→ Exercise aim
Retype the entries below word for word, leaving none out.

→ Material provided
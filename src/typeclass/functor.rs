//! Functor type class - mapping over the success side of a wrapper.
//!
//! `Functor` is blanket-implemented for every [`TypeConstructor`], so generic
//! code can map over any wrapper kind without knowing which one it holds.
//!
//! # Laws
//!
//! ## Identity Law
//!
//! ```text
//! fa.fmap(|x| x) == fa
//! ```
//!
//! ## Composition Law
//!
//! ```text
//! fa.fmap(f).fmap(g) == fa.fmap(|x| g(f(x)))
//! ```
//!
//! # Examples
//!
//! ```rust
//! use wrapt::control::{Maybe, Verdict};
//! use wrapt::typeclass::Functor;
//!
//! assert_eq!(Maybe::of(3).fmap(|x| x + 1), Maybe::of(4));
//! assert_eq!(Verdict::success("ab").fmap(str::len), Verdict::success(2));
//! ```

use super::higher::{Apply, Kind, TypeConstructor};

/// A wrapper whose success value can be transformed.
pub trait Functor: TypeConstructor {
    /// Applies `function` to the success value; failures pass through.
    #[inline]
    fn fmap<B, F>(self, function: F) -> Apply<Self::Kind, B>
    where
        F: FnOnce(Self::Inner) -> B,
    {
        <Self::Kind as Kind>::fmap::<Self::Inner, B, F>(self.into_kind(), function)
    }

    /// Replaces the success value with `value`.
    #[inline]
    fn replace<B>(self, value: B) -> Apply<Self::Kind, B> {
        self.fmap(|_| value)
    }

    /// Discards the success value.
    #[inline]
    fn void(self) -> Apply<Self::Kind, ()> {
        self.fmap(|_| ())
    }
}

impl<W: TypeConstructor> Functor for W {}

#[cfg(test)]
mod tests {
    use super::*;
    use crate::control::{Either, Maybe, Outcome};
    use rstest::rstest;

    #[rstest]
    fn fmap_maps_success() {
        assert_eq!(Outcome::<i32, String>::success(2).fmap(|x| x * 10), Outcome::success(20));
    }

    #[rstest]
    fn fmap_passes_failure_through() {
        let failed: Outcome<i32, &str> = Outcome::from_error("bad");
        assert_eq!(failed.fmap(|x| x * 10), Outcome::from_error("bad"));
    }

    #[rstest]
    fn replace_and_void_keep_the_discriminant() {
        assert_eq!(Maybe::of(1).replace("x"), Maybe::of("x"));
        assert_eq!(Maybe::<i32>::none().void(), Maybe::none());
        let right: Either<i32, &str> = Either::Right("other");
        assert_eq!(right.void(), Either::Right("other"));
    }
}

→ Result
filename src/typeclass/functor.rs
//! Functor type class - mapping over the success side of a wrapper.
//!
//! `Functor` is blanket-implemented for every [`TypeConstructor`], so generic
//! code can map over any wrapper kind without knowing which one it holds.
//!
//! # Laws
//!
//! ## Identity Law
//!
//! ```text
//! fa.fmap(|x| x) == fa
//! ```
//!
//! ## Composition Law
//!
//! ```text
//! fa.fmap(f).fmap(g) == fa.fmap(|x| g(f(x)))
//! ```
//!
//! # Examples
//!
//! ```rust
//! use wrapt::control::{Maybe, Verdict};
//! use wrapt::typeclass::Functor;
//!
//! assert_eq!(Maybe::of(3).fmap(|x| x + 1), Maybe::of(4));
//! assert_eq!(Verdict::success("ab").fmap(str::len), Verdict::success(2));
//! ```

use super::higher::{Apply, Kind, TypeConstructor};

/// A wrapper whose success value can be transformed.
pub trait Functor: TypeConstructor {
    /// Applies `function` to the success value; failures pass through.
    #[inline]
    fn fmap<B, F>(self, function: F) -> Apply<Self::Kind, B>
    where
        F: FnOnce(Self::Inner) -> B,
    {
        <Self::Kind as Kind>::fmap::<Self::Inner, B, F>(self.into_kind(), function)
    }

    /// Replaces the success value with `value`.
    #[inline]
    fn replace<B>(self, value: B) -> Apply<Self::Kind, B> {
        self.fmap(|_| value)
    }

    /// Discards the success value.
    #[inline]
    fn void(self) -> Apply<Self::Kind, ()> {
        self.fmap(|_| ())
    }
}

impl<W: TypeConstructor> Functor for W {}

#[cfg(test)]
mod tests {
    use super::*;
    use crate::control::{Either, Maybe, Outcome};
    use rstest::rstest;

    #[rstest]
    fn fmap_maps_success() {
        assert_eq!(Outcome::<i32, String>::success(2).fmap(|x| x * 10), Outcome::success(20));
    }

    #[rstest]
    fn fmap_passes_failure_through() {
        let failed: Outcome<i32, &str> = Outcome::from_error("bad");
        assert_eq!(failed.fmap(|x| x * 10), Outcome::from_error("bad"));
    }

    #[rstest]
    fn replace_and_void_keep_the_discriminant() {
        assert_eq!(Maybe::of(1).replace("x"), Maybe::of("x"));
        assert_eq!(Maybe::<i32>::none().void(), Maybe::none());
        let right: Either<i32, &str> = Either::Right("other");
        assert_eq!(right.void(), Either::Right("other"));
    }
}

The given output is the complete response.